Além disso, um dos pontos mais altos da obra é a direção de
Wes Ball, diretor dos dois filmes da saga. Ball consegue aproveitar seu
orçamento mais recheado do que em Correr ou Morrer e é capaz de melhorar as
cenas de ação que têm uma arte e uma dinamicidade de tirar o fôlego, como pode
ser visto na cena de fuga do complexo da C.R.U.E.L. e na eletrizante sequência
com zumbis em uma espécie de shopping abandonado. A direção acerta em cheio nas
cenas de ação, apesar de em diversos momentos cometer o erro de tentar imprimir
uma marca não-verbal em sua obra, com o intuito de dar-lhe um maior estilo,
forçando o posicionamento dos seus personagens em enquadramentos poéticos, mas
que tornam algumas cenas um tanto artificiais, como na cena em que Winston (Alexander Flores) morre e todos, em fila no deserto, param em tom de respeito. Entretanto, se o
roteiro consegue manter o ritmo da história em um tom constante de emergência,
além de criar uma metáfora para os problemas de um adolescente comum e a
direção consegue dar o suporte através de cenas de ação ágeis, a obra ainda
assim apresenta algumas carências.
Cenas que mostram a morte de Winston e a traição de Teresa (Kaya Scodelario) [confira a entrevista da atriz aqui] exemplificam perfeitamente os deslizes cometidos por Maze Runner: Prova de Fogo.

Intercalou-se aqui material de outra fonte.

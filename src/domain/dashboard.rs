//! Cross-day dashboard analytics.
//!
//! Consumes daily summaries in any order and produces the calendar strip, the
//! cumulative P&L curve and win/loss/hold-time statistics over every closed
//! trade.

use super::daily::{parse_trade_date, DailySummary};
use super::rounding::{round_cents, round_whole};
use super::trade::AggregatedTrade;
use chrono::{Datelike, Duration, NaiveDate};
use serde::{Deserialize, Serialize};
use std::collections::HashMap;

const DAY_NAMES: [&str; 7] = ["Sun", "Mon", "Tue", "Wed", "Thu", "Fri", "Sat"];

/// Number of cells in the calendar strip.
pub const CALENDAR_DAYS: usize = 7;

#[derive(Debug, Clone, PartialEq, Serialize, Deserialize)]
pub struct CalendarDay {
    /// `YYYYMMDD`.
    pub date: String,
    pub day_num: u32,
    pub day_name: String,
    pub pnl: f64,
    pub trade_count: usize,
    pub has_data: bool,
}

#[derive(Debug, Clone, PartialEq, Serialize, Deserialize)]
pub struct CumulativePnlPoint {
    pub date: String,
    /// `YYYY-MM-DD`.
    pub label: String,
    pub value: f64,
}

#[derive(Debug, Clone, PartialEq, Serialize, Deserialize)]
pub struct DashboardData {
    pub calendar: Vec<CalendarDay>,
    pub cumulative_pnl: Vec<CumulativePnlPoint>,
    pub total_wins: usize,
    pub total_losses: usize,
    pub avg_win: f64,
    pub avg_loss: f64,
    pub largest_gain: f64,
    pub largest_loss: f64,
    pub avg_win_hold_minutes: f64,
    pub avg_loss_hold_minutes: f64,
}

/// Builds the dashboard for `summaries`.
///
/// `fallback_date` anchors the calendar when there is no data or the earliest
/// date does not parse; callers pass today's local date.
pub fn compute_dashboard(summaries: &[DailySummary], fallback_date: NaiveDate) -> DashboardData {
    let mut sorted: Vec<&DailySummary> = summaries.iter().collect();
    sorted.sort_by(|a, b| a.date.cmp(&b.date));

    let first_date = sorted
        .first()
        .and_then(|s| parse_trade_date(&s.date))
        .unwrap_or(fallback_date);

    let calendar = build_calendar(&sorted, first_date);
    let cumulative_pnl = build_cumulative(&sorted);

    let closed: Vec<&AggregatedTrade> = sorted
        .iter()
        .flat_map(|s| s.trades.iter())
        .filter(|t| !t.is_open)
        .collect();
    let wins: Vec<&AggregatedTrade> = closed.iter().copied().filter(|t| t.net_pnl > 0.0).collect();
    let losses: Vec<&AggregatedTrade> = closed.iter().copied().filter(|t| t.net_pnl < 0.0).collect();

    let avg_win = mean(wins.iter().map(|t| t.net_pnl));
    let avg_loss = mean(losses.iter().map(|t| t.net_pnl));
    let largest_gain = wins
        .iter()
        .map(|t| t.net_pnl)
        .reduce(f64::max)
        .unwrap_or(0.0);
    let largest_loss = losses
        .iter()
        .map(|t| t.net_pnl)
        .reduce(f64::min)
        .unwrap_or(0.0);

    DashboardData {
        calendar,
        cumulative_pnl,
        total_wins: wins.len(),
        total_losses: losses.len(),
        avg_win: round_cents(avg_win),
        avg_loss: round_cents(avg_loss),
        largest_gain: round_cents(largest_gain),
        largest_loss: round_cents(largest_loss),
        avg_win_hold_minutes: round_whole(average_hold_minutes(&wins)),
        avg_loss_hold_minutes: round_whole(average_hold_minutes(&losses)),
    }
}

/// Sunday that begins the week containing `date`.
pub fn week_start(date: NaiveDate) -> NaiveDate {
    date - Duration::days(i64::from(date.weekday().num_days_from_sunday()))
}

/// Seven cells, Sunday to Saturday, for the week holding `first_date`.
///
/// Only one week is materialized even when the data spans more.
fn build_calendar(sorted: &[&DailySummary], first_date: NaiveDate) -> Vec<CalendarDay> {
    let by_date: HashMap<&str, &DailySummary> =
        sorted.iter().map(|s| (s.date.as_str(), *s)).collect();
    let start = week_start(first_date);

    (0..CALENDAR_DAYS as i64)
        .map(|offset| {
            let day = start + Duration::days(offset);
            let key = day.format("%Y%m%d").to_string();
            let summary = by_date.get(key.as_str());
            CalendarDay {
                day_num: day.day(),
                day_name: DAY_NAMES[day.weekday().num_days_from_sunday() as usize].to_string(),
                pnl: summary.map(|s| s.net_pnl).unwrap_or(0.0),
                trade_count: summary.map(|s| s.total_trades).unwrap_or(0),
                has_data: summary.is_some(),
                date: key,
            }
        })
        .collect()
}

/// One point per traded day. Each point is rounded; the running sum is not.
fn build_cumulative(sorted: &[&DailySummary]) -> Vec<CumulativePnlPoint> {
    let mut running = 0.0_f64;
    sorted
        .iter()
        .map(|s| {
            running += s.net_pnl;
            CumulativePnlPoint {
                date: s.date.clone(),
                label: parse_trade_date(&s.date)
                    .map(|d| d.format("%Y-%m-%d").to_string())
                    .unwrap_or_else(|| s.date.clone()),
                value: round_cents(running),
            }
        })
        .collect()
}

fn mean(values: impl Iterator<Item = f64>) -> f64 {
    let (sum, count) = values.fold((0.0_f64, 0usize), |(s, n), v| (s + v, n + 1));
    if count > 0 {
        sum / count as f64
    } else {
        0.0
    }
}

/// Mean hold time over trades with a non-zero hold.
fn average_hold_minutes(trades: &[&AggregatedTrade]) -> f64 {
    mean(
        trades
            .iter()
            .map(|t| t.hold_minutes())
            .filter(|&m| m > 0.0),
    )
}
#[cfg(not(feature = "sqlite"))]
pub fn open_store(config: &dyn ConfigPort) -> Result<Box<dyn JournalStore>, JournalError> {
    validate_journal_config(config)?;
    Err(JournalError::Database {
        reason: "built without the sqlite feature".into(),
    })
}

/// Explicit `--account`, then `[import] account_id`, then `manual`.
pub fn resolve_account(explicit: Option<&str>, config: &dyn ConfigPort) -> String {
    explicit
        .map(str::trim)
        .filter(|s| !s.is_empty())
        .map(str::to_string)
        .or_else(|| config.get_non_empty("import", "account_id"))
        .unwrap_or_else(|| DEFAULT_ACCOUNT_ID.to_string())
}

/// Explicit format, else `.tlg` → statement and `.csv`/`.txt` → CSV.
pub fn resolve_format(
    path: &Path,
    explicit: Option<ImportFormat>,
) -> Result<ImportFormat, JournalError> {
    if let Some(format) = explicit {
        return Ok(format);
    }
    let ext = path
        .extension()
        .and_then(|e| e.to_str())
        .map(|e| e.to_ascii_lowercase());
    match ext.as_deref() {
        Some("tlg") => Ok(ImportFormat::Tlg),
        Some("csv") | Some("txt") => Ok(ImportFormat::Csv),
        _ => Err(JournalError::Import {
            reason: format!(
                "cannot infer format of {}, pass --format",
                path.display()
            ),
        }),
    }
}

/// Maps, validates and converts an extracted CSV table.
///
/// Returns the executions and the number of rows skipped for a missing or
/// unreadable required field. `imported_at` stamps ids generated for rows
/// without an order id.
pub fn csv_executions(
    table: &ExtractedTable,
    mapper: &dyn ColumnMapper,
    account_id: &str,
    imported_at: i64,
) -> Result<(Vec<Execution>, usize), JournalError> {
    if table.headers.is_empty() || table.rows.is_empty() {
        return Err(JournalError::Import {
            reason: "no data found".into(),
        });
    }

    let sample = &table.rows[..table.rows.len().min(SAMPLE_ROWS)];
    let MappingResult {
        mapping,
        side_values,
    } = mapper.map_columns(&table.headers, sample)?;

    let missing = mapping.missing_required();
    if !missing.is_empty() {
        let names: Vec<&str> = missing.iter().map(|f| f.name()).collect();
        return Err(JournalError::Mapping {
            reason: format!("no column found for {}", names.join(", ")),
        });
    }

    let normalized = normalize_rows(table, &mapping, &side_values);
    let executions = normalized
        .transactions
        .iter()
        .enumerate()
        .map(|(i, n)| to_execution(n, account_id, imported_at, i))
        .collect();
    Ok((executions, normalized.skipped))
}
//! Candidate scoring and the two-key objective

use rust_decimal::Decimal;

use crate::discounts::saving_ratio;

/// Which key decides first when comparing two candidates.
#[derive(Debug, Clone, Copy, PartialEq, Eq)]
pub enum Objective {
    /// Best percentage off, then largest absolute saving.
    Percentage,

    /// Largest absolute saving, then best percentage off.
    Saving,
}

/// Saving of a candidate and the fraction of its subtotal that saving represents.
#[derive(Debug, Clone, Copy, PartialEq, Eq)]
pub struct Score {
    /// Absolute saving
    pub saving: Decimal,

    /// `saving / subtotal`, zero for a non-positive subtotal
    pub ratio: Decimal,
}

impl Score {
    /// Score a saving against the subtotal it was taken from.
    pub fn new(saving: Decimal, subtotal: Decimal) -> Self {
        Self {
            saving,
            ratio: saving_ratio(saving, subtotal),
        }
    }

    /// Whether `self` strictly beats `other` under `objective`.
    ///
    /// Candidates equal on both keys don't beat each other, so the first one found is kept.
    pub fn beats(&self, other: &Self, objective: Objective) -> bool {
        let (primary, secondary) = match objective {
            Objective::Percentage => (
                self.ratio.cmp(&other.ratio),
                self.saving.cmp(&other.saving),
            ),
            Objective::Saving => (
                self.saving.cmp(&other.saving),
                self.ratio.cmp(&other.ratio),
            ),
        };

        primary.then(secondary).is_gt()
    }
}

A maioria dos personagens apresenta um vasto potencial a ser explorado, todavia
não foram amplamente desenvolvidos. Personagens como Thomas (Dylan O' Brien), Teresa (Kaya Scodelario), Minho (Ki Hiong Lee),
Brenda (Rosa Salazar) e Newt (Thomas Brodie-Sangster) apresentam um incipiente carisma e uma força oculta que não são
revelados ou por incompetência de um roteiro preguiçoso com suas peças mais
importantes, ou por uma opção falha de focar na urgência dos fatos ocorridos ao
longo do enredo sem melhor aproveitar alguns momentos que poderiam ser cruciais
para o desenvolvimento individual de cada um dos personagens e de sua
respectiva interação.
Outro quesito que a obra peca é em tomar diversas soluções
fáceis seja por mostrar demais o que irá ocorrer a seguir, seja por
reviravoltas óbvias demais. Se em Correr ou Morrer a trama era envolta por um
mistério tão sólido que o filme ficou praticamente embasado nesse fator, Prova
de Fogo abandona a aura de suspense e abraça a ideia de um enredo mais rico de
detalhes, todavia com carência de impacto, principalmente em sua metade final.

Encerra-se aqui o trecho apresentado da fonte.